(AGI) – L’Expo di Milano ha presentato “l’Ufficio di Piano”, la struttura che dovrà trasformare il concept immaginato dalla consulta degli architetti in un vero e proprio piano urbanistico.
Un ufficio giovane, composto da 15 neolaureati di architettura e ingegneria, guidati da cinque professionisti. “Abbiamo cercato un compromesso fra freschezza, gioventù ed entusiasmo dei 15 giovani neolaureati e la maturità dei cinque professionisti maturi che sono stati assunti”, ha spiegato Lucio Stanca, ad di Expo 2015 spa, alla presentazione nel quartiere Bovisa della “terza sede, dopo quella di rappresentanza di Palazzo Reale e quella ’storica’ di via Ugo Foscolo”, dove lavorava gia’ il comitato per la candidatura.
“Qui svolgeremo un lavoro complesso che va fatto in un periodo contenuto”, ha aggiunto il manager, ricordando che il tutto va presentato al Bie entro aprile per la registrazione.
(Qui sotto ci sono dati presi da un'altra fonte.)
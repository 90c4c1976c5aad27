//! Versioned remote content storage
//!
//! The persisted collection and archived uploads live in a store addressed
//! by path. Every read returns an opaque [`VersionToken`]; a write must
//! present the token it read (or none, to create) and fails with
//! [`StoreError::Conflict`] if the store has moved on.

pub mod github;

use async_trait::async_trait;
use serde::Serialize;
use std::collections::HashMap;
use std::fmt;
use thiserror::Error;
use tokio::sync::Mutex;

/// Remote store errors
#[derive(Debug, Clone, Error)]
pub enum StoreError {
    /// Nothing stored at the path
    #[error("Not found: {0}")]
    NotFound(String),

    /// Version token missing, stale, or unexpected
    #[error("Version conflict: {0}")]
    Conflict(String),

    #[error("Network error: {0}")]
    Network(String),

    /// Local file access failed
    #[error("IO error: {0}")]
    Io(String),

    #[error("API error {0}: {1}")]
    Api(u16, String),

    /// Response body could not be understood
    #[error("Decode error: {0}")]
    Decode(String),
}

/// Opaque concurrency marker returned by a read
#[derive(Debug, Clone, PartialEq, Eq, Hash, Serialize)]
#[serde(transparent)]
pub struct VersionToken(String);

impl VersionToken {
    pub fn new(token: impl Into<String>) -> Self {
        Self(token.into())
    }

    pub fn as_str(&self) -> &str {
        &self.0
    }
}

impl fmt::Display for VersionToken {
    fn fmt(&self, f: &mut fmt::Formatter<'_>) -> fmt::Result {
        f.write_str(&self.0)
    }
}

/// Content read from the store with the version it was read at
#[derive(Debug, Clone, PartialEq, Eq)]
pub struct Versioned {
    pub content: Vec<u8>,
    pub version: VersionToken,
}

/// Path-addressed store with conditional writes
#[async_trait]
pub trait ContentStore: Send + Sync {
    /// Read the content at `path`
    ///
    /// Returns `StoreError::NotFound` when nothing is stored there.
    async fn read(&self, path: &str) -> Result<Versioned, StoreError>;

    /// Replace (or create) the content at `path`
    ///
    /// `version` must be the token of the current content, or `None` when
    /// the path does not exist yet. Returns the new token.
    async fn write(
        &self,
        path: &str,
        content: &[u8],
        version: Option<&VersionToken>,
        message: &str,
    ) -> Result<VersionToken, StoreError>;
}

struct StoredFile {
    content: Vec<u8>,
    version: VersionToken,
}

#[derive(Default)]
struct MemoryState {
    files: HashMap<String, StoredFile>,
    next_version: u64,
    commits: Vec<String>,
}

/// In-memory content store
///
/// Enforces the same conditional-write rules as the remote store. Used by
/// tests and by offline mode.
#[derive(Default)]
pub struct MemoryContentStore {
    state: Mutex<MemoryState>,
}

impl MemoryContentStore {
    pub fn new() -> Self {
        Self::default()
    }

    /// Seed `path` with content, returning its version
    pub async fn insert(&self, path: &str, content: impl Into<Vec<u8>>) -> VersionToken {
        let mut state = self.state.lock().await;
        let version = Self::next_version(&mut state);
        state.files.insert(
            path.to_string(),
            StoredFile {
                content: content.into(),
                version: version.clone(),
            },
        );
        version
    }

    /// Current content at `path`, if any
    pub async fn get(&self, path: &str) -> Option<Vec<u8>> {
        let state = self.state.lock().await;
        state.files.get(path).map(|f| f.content.clone())
    }

    /// Commit messages of successful writes, oldest first
    pub async fn commits(&self) -> Vec<String> {
        self.state.lock().await.commits.clone()
    }

    fn next_version(state: &mut MemoryState) -> VersionToken {
        state.next_version += 1;
        VersionToken::new(format!("v{}", state.next_version))
    }
}

#[async_trait]
impl ContentStore for MemoryContentStore {
    async fn read(&self, path: &str) -> Result<Versioned, StoreError> {
        let state = self.state.lock().await;
        state
            .files
            .get(path)
            .map(|f| Versioned {
                content: f.content.clone(),
                version: f.version.clone(),
            })
            .ok_or_else(|| StoreError::NotFound(path.to_string()))
    }

    async fn write(
        &self,
        path: &str,
        content: &[u8],
        version: Option<&VersionToken>,
        message: &str,
    ) -> Result<VersionToken, StoreError> {
        let mut state = self.state.lock().await;

        let current = state.files.get(path).map(|f| f.version.clone());
        match (current.as_ref(), version) {
            (None, None) => {}
            (Some(current), Some(presented)) if current == presented => {}
            (Some(current), None) => {
                return Err(StoreError::Conflict(format!(
                    "{} already exists at version {}",
                    path, current
                )))
            }
            (Some(current), Some(presented)) => {
                return Err(StoreError::Conflict(format!(
                    "{} is at version {}, not {}",
                    path, current, presented
                )))
            }
            (None, Some(presented)) => {
                return Err(StoreError::Conflict(format!(
                    "{} no longer exists (expected version {})",
                    path, presented
                )))
            }
        }

        let new_version = Self::next_version(&mut state);
        state.files.insert(
            path.to_string(),
            StoredFile {
                content: content.to_vec(),
                version: new_version.clone(),
            },
        );
        state.commits.push(message.to_string());

        Ok(new_version)
    }
}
I ragazzi che lavorano all’ufficio del piano sono stati selezionati con l’aiuto del Politecnico di Milano, a cui sono giunte 278 domande. Da qui, attraverso una scrematura in piu’ fasi fatta di test attitudinali, motivazionali e di interviste tecniche, sono stati selezionati i 15 giovani stagisti (retribuiti) che si occuperanno del progetto e che hanno un’eta’ media poco superiore ai 25 anni.
“Lavoriamo come in un atelier, in un workshop – ha raccontato l’architetto Matteo Gatto, che guida il lavoro del gruppo coordinandosi con Renzo Gorini, direttore infrastrutture di Expo 2015 spa – E’ un lavoro fatto di analisi: quasi tutti i giorni qualcuno va al sito (distante pochi minuti dalla sede della Bovisa) per fare foto, misurazioni”. Un lavoro che si sta sviluppando su tre campi principali: “un’analisi del sito, sviluppata su temi specifici, il rilievo dello stato di fatto e il confronto con le Expo precedenti”. A cui si aggiunge, ovviamente, lo sviluppo di molti sottotemi come la mobilita’ e il trasporto, la gestione delle code, il ‘green energy system’, la logistica.
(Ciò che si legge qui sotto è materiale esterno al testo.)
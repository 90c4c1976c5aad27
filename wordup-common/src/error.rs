//! Common error types for wordup

use thiserror::Error;

/// Common result type for wordup operations
pub type Result<T> = std::result::Result<T, Error>;

/// Common error types shared by wordup crates
#[derive(Error, Debug)]
pub enum Error {
    /// Config file exists but could not be read
    #[error("IO error: {0}")]
    Io(#[from] std::io::Error),

    /// JSON encoding or decoding error
    #[error("JSON error: {0}")]
    Json(#[from] serde_json::Error),

    /// Configuration loading or validation error
    #[error("Configuration error: {0}")]
    Config(String),
}
//! Upload format detection and parsing
//!
//! The set of formats is closed: plain word lists, spreadsheets, and
//! pre-built entry arrays. Each has a parser implementing [`FormatParser`];
//! [`FormatTag::parser`] selects it.

pub mod lines;
pub mod structured;
pub mod tabular;

use serde::Serialize;
use std::path::Path;
use wordup_common::Entry;

use crate::error::IngestError;

/// Declared input format
#[derive(Debug, Clone, Copy, PartialEq, Eq, Serialize)]
#[serde(rename_all = "lowercase")]
pub enum FormatTag {
    /// One word per line (`.txt`)
    Lines,
    /// First sheet of a workbook (`.xlsx`)
    Tabular,
    /// JSON array of entries (`.json`)
    Structured,
}

/// Output of a format parser
#[derive(Debug, Clone, PartialEq)]
pub enum Parsed {
    /// Raw word tokens in input order, still to be enriched
    Words(Vec<String>),
    /// Complete entries that bypass enrichment
    Entries(Vec<Entry>),
}

impl Parsed {
    pub fn len(&self) -> usize {
        match self {
            Parsed::Words(words) => words.len(),
            Parsed::Entries(entries) => entries.len(),
        }
    }

    pub fn is_empty(&self) -> bool {
        self.len() == 0
    }
}

/// Parse contract shared by all formats
pub trait FormatParser: Send + Sync {
    /// Turn an in-memory byte buffer into words or entries
    fn parse(&self, bytes: &[u8]) -> Result<Parsed, IngestError>;
}

static LINES: lines::LinesParser = lines::LinesParser;
static TABULAR: tabular::TabularParser = tabular::TabularParser;
static STRUCTURED: structured::StructuredParser = structured::StructuredParser;

impl FormatTag {
    /// Map an uploaded file name to its format by extension
    pub fn from_filename(filename: &str) -> Result<Self, IngestError> {
        let extension = Path::new(filename)
            .extension()
            .and_then(|e| e.to_str())
            .map(|e| e.to_ascii_lowercase());

        match extension.as_deref() {
            Some("txt") => Ok(FormatTag::Lines),
            Some("xlsx") => Ok(FormatTag::Tabular),
            Some("json") => Ok(FormatTag::Structured),
            _ => Err(IngestError::UnsupportedFormat(format!(
                "'{}' (expected .txt, .xlsx or .json)",
                filename
            ))),
        }
    }

    pub fn as_str(&self) -> &'static str {
        match self {
            FormatTag::Lines => "lines",
            FormatTag::Tabular => "tabular",
            FormatTag::Structured => "structured",
        }
    }

    /// Parser implementing this format
    pub fn parser(&self) -> &'static dyn FormatParser {
        match self {
            FormatTag::Lines => &LINES,
            FormatTag::Tabular => &TABULAR,
            FormatTag::Structured => &STRUCTURED,
        }
    }
}

impl std::str::FromStr for FormatTag {
    type Err = IngestError;

    fn from_str(tag: &str) -> Result<Self, Self::Err> {
        match tag {
            "lines" => Ok(FormatTag::Lines),
            "tabular" => Ok(FormatTag::Tabular),
            "structured" => Ok(FormatTag::Structured),
            other => Err(IngestError::UnsupportedFormat(format!("tag '{}'", other))),
        }
    }
}

impl std::fmt::Display for FormatTag {
    fn fmt(&self, f: &mut std::fmt::Formatter<'_>) -> std::fmt::Result {
        f.write_str(self.as_str())
    }
}

/// Parse `bytes` according to a format tag
pub fn parse(bytes: &[u8], tag: &str) -> Result<Parsed, IngestError> {
    let format: FormatTag = tag.parse()?;
    format.parser().parse(bytes)
}

#[cfg(test)]
mod tests {
    use super::*;

    #[test]
    fn test_from_filename() {
        assert_eq!(FormatTag::from_filename("words.txt").unwrap(), FormatTag::Lines);
        assert_eq!(FormatTag::from_filename("Book1.XLSX").unwrap(), FormatTag::Tabular);
        assert_eq!(FormatTag::from_filename("dict.json").unwrap(), FormatTag::Structured);
    }

    #[test]
    fn test_from_filename_rejects_unknown() {
        for name in ["words.csv", "README", "archive.tar.gz", "xlsx"] {
            assert!(
                matches!(FormatTag::from_filename(name), Err(IngestError::UnsupportedFormat(_))),
                "{} should be rejected",
                name
            );
        }
    }

    #[test]
    fn test_parse_unknown_tag() {
        let result = parse(b"apple", "csv");
        assert!(matches!(result, Err(IngestError::UnsupportedFormat(_))));
    }

    #[test]
    fn test_parse_dispatches_by_tag() {
        let parsed = parse(b"apple\nbanana", "lines").unwrap();
        assert_eq!(parsed, Parsed::Words(vec!["apple".into(), "banana".into()]));

        let parsed = parse(br#"[{"name":"zeta","trans":["n. z"]}]"#, "structured").unwrap();
        assert!(matches!(parsed, Parsed::Entries(ref e) if e.len() == 1));
    }
}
Un lavoro che la societa’ sta portando avanti in attesa della definizione delle aree. “Noi possiamo fare il nostro lavoro a prescindere da trattativa con i privati per le aree del sito – ha spiegato Stanca – Seguiamo ovviamente la trattativa che sta conducendo il Comune di Milano e siamo parte interessata”, ha aggiunto sottolineando che “cinque mesi per una trattativa sono tanti” e ricordando che “il Presidente del Bie non ha reclamato nessun ritardo”.
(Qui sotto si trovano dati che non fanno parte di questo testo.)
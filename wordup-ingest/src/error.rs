//! Error types for wordup-ingest
//!
//! [`IngestError`] classifies pipeline failures. [`ApiError`] is what HTTP
//! handlers return; it renders a JSON body with a machine code and a
//! human-readable message.

use axum::{
    http::StatusCode,
    response::{IntoResponse, Response},
    Json,
};
use serde_json::json;
use thiserror::Error;

/// Failure of an ingest request
///
/// Dictionary lookups never appear here: a failed shard fetch degrades
/// to sentinel translations instead of failing the request.
#[derive(Debug, Error)]
pub enum IngestError {
    /// File extension or format tag not recognised
    #[error("Unsupported format: {0}")]
    UnsupportedFormat(String),

    /// Bytes do not parse under the declared format
    #[error("Malformed input: {0}")]
    Format(String),

    /// Converted entries do not have the canonical shape
    #[error("Schema validation failed: {0}")]
    SchemaValidation(String),

    /// Persisted collection could not be read (other than not-found)
    #[error("Failed to read persisted collection: {0}")]
    StoreRead(String),

    /// Version token was stale at write time
    #[error("Concurrent modification: {0}")]
    ConcurrentModification(String),

    /// Write rejected for a reason other than a version conflict
    #[error("Failed to write persisted collection: {0}")]
    StoreWrite(String),

    /// wordup-common error
    #[error("Common error: {0}")]
    Common(#[from] wordup_common::Error),
}

impl IngestError {
    /// Machine-readable classification used in API responses
    pub fn code(&self) -> &'static str {
        match self {
            IngestError::UnsupportedFormat(_) => "UNSUPPORTED_FORMAT",
            IngestError::Format(_) => "FORMAT_ERROR",
            IngestError::SchemaValidation(_) => "SCHEMA_VALIDATION",
            IngestError::StoreRead(_) => "STORE_READ_ERROR",
            IngestError::ConcurrentModification(_) => "CONCURRENT_MODIFICATION",
            IngestError::StoreWrite(_) => "STORE_WRITE_ERROR",
            IngestError::Common(_) => "INTERNAL_ERROR",
        }
    }

    fn status(&self) -> StatusCode {
        match self {
            IngestError::UnsupportedFormat(_) => StatusCode::UNSUPPORTED_MEDIA_TYPE,
            IngestError::Format(_) => StatusCode::BAD_REQUEST,
            IngestError::SchemaValidation(_) => StatusCode::UNPROCESSABLE_ENTITY,
            IngestError::StoreRead(_) | IngestError::StoreWrite(_) => StatusCode::BAD_GATEWAY,
            IngestError::ConcurrentModification(_) => StatusCode::CONFLICT,
            IngestError::Common(_) => StatusCode::INTERNAL_SERVER_ERROR,
        }
    }
}

/// API error type
#[derive(Debug, Error)]
pub enum ApiError {
    /// Invalid request (400)
    #[error("Invalid request: {0}")]
    BadRequest(String),

    /// Upload exceeds the configured limit (413)
    #[error("Payload too large: {0}")]
    PayloadTooLarge(String),

    /// Pipeline failure
    #[error(transparent)]
    Ingest(#[from] IngestError),
}

impl IntoResponse for ApiError {
    fn into_response(self) -> Response {
        let (status, error_code, message) = match self {
            ApiError::BadRequest(msg) => (StatusCode::BAD_REQUEST, "BAD_REQUEST", msg),
            ApiError::PayloadTooLarge(msg) => {
                (StatusCode::PAYLOAD_TOO_LARGE, "PAYLOAD_TOO_LARGE", msg)
            }
            ApiError::Ingest(ref err) => (err.status(), err.code(), err.to_string()),
        };

        let body = Json(json!({
            "success": false,
            "error": {
                "code": error_code,
                "message": message,
            }
        }));

        (status, body).into_response()
    }
}

/// Result type for API handlers
pub type ApiResult<T> = Result<T, ApiError>;

#[cfg(test)]
mod tests {
    use super::*;

    #[test]
    fn test_ingest_error_status_mapping() {
        let cases = [
            (IngestError::UnsupportedFormat("x".into()), StatusCode::UNSUPPORTED_MEDIA_TYPE),
            (IngestError::Format("x".into()), StatusCode::BAD_REQUEST),
            (IngestError::SchemaValidation("x".into()), StatusCode::UNPROCESSABLE_ENTITY),
            (IngestError::StoreRead("x".into()), StatusCode::BAD_GATEWAY),
            (IngestError::ConcurrentModification("x".into()), StatusCode::CONFLICT),
            (
                IngestError::Common(wordup_common::Error::Config("x".into())),
                StatusCode::INTERNAL_SERVER_ERROR,
            ),
        ];

        for (err, expected) in cases {
            let response = ApiError::from(err).into_response();
            assert_eq!(response.status(), expected);
        }
    }
}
Anzi, proprio a proposito della visita al Bie della scorsa settimana, l’ex ministro per l’Innovazione ha raccontato come sia stata apprezzata “la carica di innovazione dell’Expo milanese. Noi vogliamo un’esposizione diversa da quelle tradizionali. Sarebbe stato piu’ facile o banale fare un Expo con i padiglioni, mentre noi vogliamo fare un Expo innovativo”.